Stored data:
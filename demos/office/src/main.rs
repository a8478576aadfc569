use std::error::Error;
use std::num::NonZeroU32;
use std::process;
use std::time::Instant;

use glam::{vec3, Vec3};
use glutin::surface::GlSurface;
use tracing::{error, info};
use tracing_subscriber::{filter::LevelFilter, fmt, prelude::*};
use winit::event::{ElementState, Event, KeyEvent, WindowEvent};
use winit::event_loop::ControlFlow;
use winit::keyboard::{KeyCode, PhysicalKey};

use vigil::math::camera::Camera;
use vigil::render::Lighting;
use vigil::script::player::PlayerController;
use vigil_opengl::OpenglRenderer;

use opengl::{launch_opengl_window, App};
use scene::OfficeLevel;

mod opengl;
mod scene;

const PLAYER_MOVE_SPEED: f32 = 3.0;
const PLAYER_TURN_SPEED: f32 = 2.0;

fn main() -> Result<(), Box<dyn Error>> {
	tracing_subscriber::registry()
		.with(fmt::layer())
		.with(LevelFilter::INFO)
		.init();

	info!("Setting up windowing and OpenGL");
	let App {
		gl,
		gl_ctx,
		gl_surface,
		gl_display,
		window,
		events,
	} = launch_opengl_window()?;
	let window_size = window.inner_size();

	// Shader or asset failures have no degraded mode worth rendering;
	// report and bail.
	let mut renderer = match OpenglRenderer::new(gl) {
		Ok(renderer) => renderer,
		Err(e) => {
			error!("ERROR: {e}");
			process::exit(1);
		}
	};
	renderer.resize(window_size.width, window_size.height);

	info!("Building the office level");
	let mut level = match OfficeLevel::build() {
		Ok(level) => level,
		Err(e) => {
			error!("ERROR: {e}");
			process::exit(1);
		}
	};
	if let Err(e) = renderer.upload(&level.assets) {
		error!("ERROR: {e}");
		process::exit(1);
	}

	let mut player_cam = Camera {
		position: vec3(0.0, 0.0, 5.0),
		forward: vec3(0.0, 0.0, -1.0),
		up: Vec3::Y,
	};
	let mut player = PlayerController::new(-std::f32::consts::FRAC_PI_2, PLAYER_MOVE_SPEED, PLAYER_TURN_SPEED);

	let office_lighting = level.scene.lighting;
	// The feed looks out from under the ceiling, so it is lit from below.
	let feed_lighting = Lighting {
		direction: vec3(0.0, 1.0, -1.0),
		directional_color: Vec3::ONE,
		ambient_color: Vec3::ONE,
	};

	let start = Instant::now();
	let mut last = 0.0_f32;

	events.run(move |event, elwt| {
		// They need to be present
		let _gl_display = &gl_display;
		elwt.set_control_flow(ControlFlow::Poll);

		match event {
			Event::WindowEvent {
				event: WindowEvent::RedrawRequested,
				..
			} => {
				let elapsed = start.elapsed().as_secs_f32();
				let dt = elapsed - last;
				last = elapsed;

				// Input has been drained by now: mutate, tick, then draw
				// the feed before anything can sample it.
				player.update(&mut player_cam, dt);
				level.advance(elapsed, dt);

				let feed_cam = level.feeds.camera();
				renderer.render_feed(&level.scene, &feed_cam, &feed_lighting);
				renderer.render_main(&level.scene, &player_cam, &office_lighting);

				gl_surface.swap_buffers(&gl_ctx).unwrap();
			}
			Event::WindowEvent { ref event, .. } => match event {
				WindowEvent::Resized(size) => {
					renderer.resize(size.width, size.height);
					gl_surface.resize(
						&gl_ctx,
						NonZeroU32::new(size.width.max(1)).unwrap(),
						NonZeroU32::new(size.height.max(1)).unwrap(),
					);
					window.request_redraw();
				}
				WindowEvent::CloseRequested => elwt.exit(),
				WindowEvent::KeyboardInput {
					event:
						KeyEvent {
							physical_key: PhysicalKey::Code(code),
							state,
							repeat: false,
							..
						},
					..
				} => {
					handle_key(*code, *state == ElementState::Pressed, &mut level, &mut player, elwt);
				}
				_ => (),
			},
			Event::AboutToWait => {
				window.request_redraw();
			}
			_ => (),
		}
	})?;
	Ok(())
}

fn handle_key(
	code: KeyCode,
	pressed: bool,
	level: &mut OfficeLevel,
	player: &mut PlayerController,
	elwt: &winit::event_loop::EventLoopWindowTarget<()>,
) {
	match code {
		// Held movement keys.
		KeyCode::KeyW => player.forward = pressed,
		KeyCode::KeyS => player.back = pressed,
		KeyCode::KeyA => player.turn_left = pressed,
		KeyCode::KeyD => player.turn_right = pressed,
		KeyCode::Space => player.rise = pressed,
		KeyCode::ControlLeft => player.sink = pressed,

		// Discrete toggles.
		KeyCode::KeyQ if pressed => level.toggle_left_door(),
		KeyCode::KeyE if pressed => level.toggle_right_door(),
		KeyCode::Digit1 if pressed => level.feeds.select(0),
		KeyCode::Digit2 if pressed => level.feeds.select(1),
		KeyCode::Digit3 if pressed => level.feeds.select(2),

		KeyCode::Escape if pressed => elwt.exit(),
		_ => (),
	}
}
--
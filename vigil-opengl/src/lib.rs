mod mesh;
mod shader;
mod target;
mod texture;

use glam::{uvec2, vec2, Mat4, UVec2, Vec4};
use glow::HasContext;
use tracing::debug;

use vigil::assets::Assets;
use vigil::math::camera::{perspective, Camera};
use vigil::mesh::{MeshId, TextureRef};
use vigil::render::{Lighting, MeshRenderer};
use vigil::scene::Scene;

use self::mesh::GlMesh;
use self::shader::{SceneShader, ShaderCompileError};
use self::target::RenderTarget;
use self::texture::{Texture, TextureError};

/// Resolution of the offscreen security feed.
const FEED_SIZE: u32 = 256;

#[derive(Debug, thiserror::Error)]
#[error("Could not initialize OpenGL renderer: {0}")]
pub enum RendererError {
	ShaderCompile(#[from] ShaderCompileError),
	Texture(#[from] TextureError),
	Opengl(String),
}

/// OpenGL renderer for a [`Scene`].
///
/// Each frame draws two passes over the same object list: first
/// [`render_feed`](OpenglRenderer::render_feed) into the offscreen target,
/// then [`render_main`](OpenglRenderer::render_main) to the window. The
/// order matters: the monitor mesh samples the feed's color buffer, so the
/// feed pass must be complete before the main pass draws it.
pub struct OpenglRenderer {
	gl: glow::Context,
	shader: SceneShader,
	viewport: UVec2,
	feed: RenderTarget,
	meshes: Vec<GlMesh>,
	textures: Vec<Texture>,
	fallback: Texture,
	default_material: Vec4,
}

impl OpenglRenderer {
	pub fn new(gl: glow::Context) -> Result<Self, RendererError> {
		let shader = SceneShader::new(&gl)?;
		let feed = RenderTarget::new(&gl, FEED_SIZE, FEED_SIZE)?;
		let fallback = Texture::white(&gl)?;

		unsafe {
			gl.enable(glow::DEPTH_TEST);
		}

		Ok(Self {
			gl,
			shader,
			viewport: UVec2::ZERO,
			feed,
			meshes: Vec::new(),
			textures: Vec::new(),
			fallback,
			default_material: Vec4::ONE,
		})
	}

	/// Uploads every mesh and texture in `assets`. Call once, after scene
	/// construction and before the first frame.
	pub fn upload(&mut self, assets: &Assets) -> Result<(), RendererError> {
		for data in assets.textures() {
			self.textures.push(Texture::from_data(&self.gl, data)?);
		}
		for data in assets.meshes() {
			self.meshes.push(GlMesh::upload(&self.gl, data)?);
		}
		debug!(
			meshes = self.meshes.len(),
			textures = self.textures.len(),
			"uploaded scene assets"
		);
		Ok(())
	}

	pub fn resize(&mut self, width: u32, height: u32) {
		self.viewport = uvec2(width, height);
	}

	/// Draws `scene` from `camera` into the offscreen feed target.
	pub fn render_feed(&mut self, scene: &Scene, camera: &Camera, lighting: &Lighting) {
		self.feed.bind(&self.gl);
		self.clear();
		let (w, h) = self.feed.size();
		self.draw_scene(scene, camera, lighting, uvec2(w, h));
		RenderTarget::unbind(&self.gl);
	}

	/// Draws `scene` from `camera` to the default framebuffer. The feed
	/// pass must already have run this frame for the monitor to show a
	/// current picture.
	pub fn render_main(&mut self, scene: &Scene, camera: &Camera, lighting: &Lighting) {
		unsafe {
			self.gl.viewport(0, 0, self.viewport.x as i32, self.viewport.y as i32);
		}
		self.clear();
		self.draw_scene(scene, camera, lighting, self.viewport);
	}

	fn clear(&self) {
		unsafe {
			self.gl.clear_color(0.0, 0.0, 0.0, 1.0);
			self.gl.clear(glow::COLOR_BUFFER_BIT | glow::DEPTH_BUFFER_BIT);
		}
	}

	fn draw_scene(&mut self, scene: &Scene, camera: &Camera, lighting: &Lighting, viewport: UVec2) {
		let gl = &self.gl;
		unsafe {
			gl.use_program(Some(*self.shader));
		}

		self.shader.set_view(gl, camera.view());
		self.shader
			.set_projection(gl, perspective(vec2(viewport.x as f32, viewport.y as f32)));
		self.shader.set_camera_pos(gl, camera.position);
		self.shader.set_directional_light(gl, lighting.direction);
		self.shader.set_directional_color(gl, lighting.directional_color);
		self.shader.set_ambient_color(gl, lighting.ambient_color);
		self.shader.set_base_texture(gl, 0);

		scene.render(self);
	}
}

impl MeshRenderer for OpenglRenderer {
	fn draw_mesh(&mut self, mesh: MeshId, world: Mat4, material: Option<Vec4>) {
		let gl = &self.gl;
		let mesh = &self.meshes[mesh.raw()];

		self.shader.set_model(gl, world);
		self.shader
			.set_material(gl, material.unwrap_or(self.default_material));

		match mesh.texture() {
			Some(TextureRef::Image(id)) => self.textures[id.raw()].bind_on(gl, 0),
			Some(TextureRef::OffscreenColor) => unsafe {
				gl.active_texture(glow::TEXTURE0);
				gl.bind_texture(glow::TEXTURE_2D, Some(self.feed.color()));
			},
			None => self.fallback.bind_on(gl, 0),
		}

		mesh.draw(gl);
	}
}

WHAT IS EXPECTED: Your answer should be the lines above, from the line containing "self.shader.set_view(gl, camera.view());" up to and including the line containing "self.shader.set_ambient_color(gl, lighting.ambient_color);", reproduced exactly and with nothing else.

OUTPUT OF THE TASK:
		self.shader.set_view(gl, camera.view());
		self.shader
			.set_projection(gl, perspective(vec2(viewport.x as f32, viewport.y as f32)));
		self.shader.set_camera_pos(gl, camera.position);
		self.shader.set_directional_light(gl, lighting.direction);
		self.shader.set_directional_color(gl, lighting.directional_color);
		self.shader.set_ambient_color(gl, lighting.ambient_color);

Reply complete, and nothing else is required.